Debit Cards Set New Market Share Record
While debit cards gain traction in 2018, fraud losses on debit and prepaid card transactions also climb.
For the first time since 2011, debit cards gained market share in 2018 in terms of U.S. purchase volume, according to new data from The Nilson Report. Debit cards accounted for 40% of purchase volume in 2018, it said.
Credit, debit and prepaid cards in the United States together accounted for about $6.7 trillion of spending on goods and services in 2018, the company said. Credit cards were 54.9% of all purchase volume, down from 55.07% in 2017.
“The top 10 issuers based on combined purchase volume remained in the same position in 2018 compared to 2017,” the company reported. “JPMorgan Chase continued as the largest issuer of consumer and commercial credit, debit (including EFT network), and prepaid cards with a combined purchase volume of $1.064 trillion in 2018. It was the first payment card issuer whose customers generated more than $1 trillion in spending in one year.”
American Express was the largest card issuer in terms of credit card purchase volume. Wells Fargo was the largest debit issuer, according to the report, and The Bancorp Bank was the largest issuer of prepaid cards, which accounted for about 5% of total purchase volume in the United States in 2018.
The finding followed a CO-OP Financial Services survey of 240 U.S. credit unions, which found that most were optimistic about the future of their debit card portfolios. Over a third (38%) of the respondents in that study said their credit unions have issued debit cards to at least 70% of their checking account customers. Overall, debit card accounts will grow about 3% to 4% a year, CO-OP predicted.

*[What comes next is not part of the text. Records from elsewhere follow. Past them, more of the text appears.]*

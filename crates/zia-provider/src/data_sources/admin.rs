// zia_admin_roles, zia_admin_users

use async_trait::async_trait;
use serde_json::json;
use zia_api::models::{AdminRole, AdminUser};

use super::{
    computed_bool, computed_int, computed_string, computed_strings, lookup_schema, set_identity,
};
use crate::convert::{flatten_id_name_extensions, flatten_id_name_extensions_single};
use crate::error::ProviderError;
use crate::provider::Meta;
use crate::resource::{DataSource, Lookup, not_found};
use crate::resource_data::ResourceData;
use crate::schema::{Attribute, Schema, computed_id_name_extensions};

// ── Admin roles ──────────────────────────────────────────────────────

pub struct AdminRolesDataSource;

fn flatten_role(d: &mut ResourceData, role: &AdminRole) -> Result<(), ProviderError> {
    set_identity(d, role.id)?;
    d.set("name", role.name.as_str())?;
    d.set("rank", role.rank)?;
    d.set("policy_access", role.policy_access.clone())?;
    d.set("dashboard_access", role.dashboard_access.clone())?;
    d.set("report_access", role.report_access.clone())?;
    d.set("analysis_access", role.analysis_access.clone())?;
    d.set("username_access", role.username_access.clone())?;
    d.set("admin_acct_access", role.admin_acct_access.clone())?;
    d.set("is_auditor", role.is_auditor)?;
    d.set("permissions", json!(role.permissions))?;
    d.set("is_non_editable", role.is_non_editable)?;
    d.set("logs_limit", role.logs_limit.clone())?;
    d.set("role_type", role.role_type.clone())?;
    Ok(())
}

#[async_trait]
impl DataSource for AdminRolesDataSource {
    fn type_name(&self) -> &'static str {
        "zia_admin_roles"
    }

    fn schema(&self) -> Schema {
        lookup_schema("name")
            .attr("rank", computed_int())
            .attr("policy_access", computed_string())
            .attr("dashboard_access", computed_string())
            .attr("report_access", computed_string())
            .attr("analysis_access", computed_string())
            .attr("username_access", computed_string())
            .attr("admin_acct_access", computed_string())
            .attr("is_auditor", computed_bool())
            .attr("permissions", computed_strings())
            .attr("is_non_editable", computed_bool())
            .attr("logs_limit", computed_string())
            .attr("role_type", computed_string())
    }

    // Roles have no single-entity endpoint; both lookups filter the list.
    async fn read(&self, d: &mut ResourceData, meta: &Meta) -> Result<(), ProviderError> {
        let lookup = Lookup::from_data(d, "name")?;
        let role = match &lookup {
            Lookup::Id(id) => meta
                .client
                .list_admin_roles()
                .await?
                .into_iter()
                .find(|r| r.id == *id),
            Lookup::Name(name) => Some(meta.client.get_admin_role_by_name(name).await?),
        };
        let Some(role) = role else {
            return not_found("admin role", &lookup);
        };
        flatten_role(d, &role)
    }
}

// ── Admin users ──────────────────────────────────────────────────────

pub struct AdminUsersDataSource;

fn flatten_admin(d: &mut ResourceData, admin: &AdminUser) -> Result<(), ProviderError> {
    set_identity(d, admin.id)?;
    d.set("login_name", admin.login_name.as_str())?;
    d.set("user_name", admin.user_name.as_str())?;
    d.set("email", admin.email.as_str())?;
    d.set("comments", admin.comments.as_str())?;
    d.set("role", flatten_id_name_extensions_single(admin.role.as_ref()))?;
    d.set(
        "admin_scope",
        json!([{
            "type": admin.admin_scope_type,
            "scope_entities": flatten_id_name_extensions(&admin.admin_scope_scope_entities),
            "scope_group_member_entities":
                flatten_id_name_extensions(&admin.admin_scope_group_member_entities),
        }]),
    )?;
    d.set("is_non_editable", admin.is_non_editable)?;
    d.set("disabled", admin.disabled)?;
    d.set("is_auditor", admin.is_auditor)?;
    d.set("is_password_login_allowed", admin.is_password_login_allowed)?;
    d.set("is_security_report_comm_enabled", admin.is_security_report_comm_enabled)?;
    d.set("is_service_update_comm_enabled", admin.is_service_update_comm_enabled)?;
    d.set("is_product_update_comm_enabled", admin.is_product_update_comm_enabled)?;
    d.set("is_password_expired", admin.is_password_expired)?;
    d.set("is_exec_mobile_app_enabled", admin.is_exec_mobile_app_enabled)?;
    Ok(())
}

fn admin_scope_schema() -> Schema {
    Schema::new()
        .attr("type", computed_string())
        .attr("scope_entities", computed_id_name_extensions("Scope entities"))
        .attr(
            "scope_group_member_entities",
            computed_id_name_extensions("Scope group members"),
        )
}

#[async_trait]
impl DataSource for AdminUsersDataSource {
    fn type_name(&self) -> &'static str {
        "zia_admin_users"
    }

    fn schema(&self) -> Schema {
        lookup_schema("login_name")
            .attr("user_name", computed_string())
            .attr("email", computed_string())
            .attr("comments", computed_string())
            .attr("role", computed_id_name_extensions("Role assigned to the admin"))
            .attr(
                "admin_scope",
                Attribute::list_of_block(admin_scope_schema()).computed(),
            )
            .attr("is_non_editable", computed_bool())
            .attr("disabled", computed_bool())
            .attr("is_auditor", computed_bool())
            .attr("is_password_login_allowed", computed_bool())
            .attr("is_security_report_comm_enabled", computed_bool())
            .attr("is_service_update_comm_enabled", computed_bool())
            .attr("is_product_update_comm_enabled", computed_bool())
            .attr("is_password_expired", computed_bool())
            .attr("is_exec_mobile_app_enabled", computed_bool())
    }

    async fn read(&self, d: &mut ResourceData, meta: &Meta) -> Result<(), ProviderError> {
        let admin = match Lookup::from_data(d, "login_name")? {
            Lookup::Id(id) => meta.client.get_admin_user(id).await?,
            Lookup::Name(login) => meta.client.get_admin_user_by_login_name(&login).await?,
        };
        flatten_admin(d, &admin)
    }
}

#[cfg(test)]
#[allow(clippy::unwrap_used)]
mod tests {
    use pretty_assertions::assert_eq;
    use serde_json::Map;
    use zia_api::models::IdNameExtensions;

    use super::*;

    #[test]
    fn admin_scope_is_a_single_block() {
        let admin = AdminUser {
            id: 14,
            login_name: "ops@example.com".into(),
            role: Some(IdNameExtensions {
                id: 1,
                name: "Super Admin".into(),
                ..IdNameExtensions::default()
            }),
            admin_scope_type: "ORGANIZATION".into(),
            ..AdminUser::default()
        };
        let mut d = ResourceData::from_state(AdminUsersDataSource.schema(), "", Map::new());
        flatten_admin(&mut d, &admin).unwrap();
        assert_eq!(d.id(), Some("14"));
        assert_eq!(d.get_string("role.0.name"), "Super Admin");
        assert_eq!(d.get_string("admin_scope.0.type"), "ORGANIZATION");
        assert_eq!(d.get("admin_scope.0.scope_entities"), Some(&json!([])));
    }
}
// Configuration activation
//
// Policy edits stay pending until activated; `POST /status/activate`
// pushes them to the enforcement nodes.

use tracing::debug;

use crate::client::ZiaClient;
use crate::error::Error;
use crate::models::Activation;

impl ZiaClient {
    /// Current activation state.
    ///
    /// `GET /status`
    pub async fn activation_status(&self) -> Result<Activation, Error> {
        self.get("status").await
    }

    /// Activate pending configuration changes.
    ///
    /// `POST /status/activate`
    pub async fn activate(&self) -> Result<Activation, Error> {
        debug!("activating pending configuration");
        self.post("status/activate", &serde_json::json!({})).await
    }
}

Earlier this year, a recent survey by the Federal Reserve also found that for many credit unions and other financial institutions not subject to the Electronic Fund Transfer Act’s interchange cap, the average interchange fee for debit transactions on single-message networks (typically PIN transactions) has continued to fall since the cap took effect in 2011. However, fraud losses for all debit and prepaid card transactions rose between 2015 and 2017.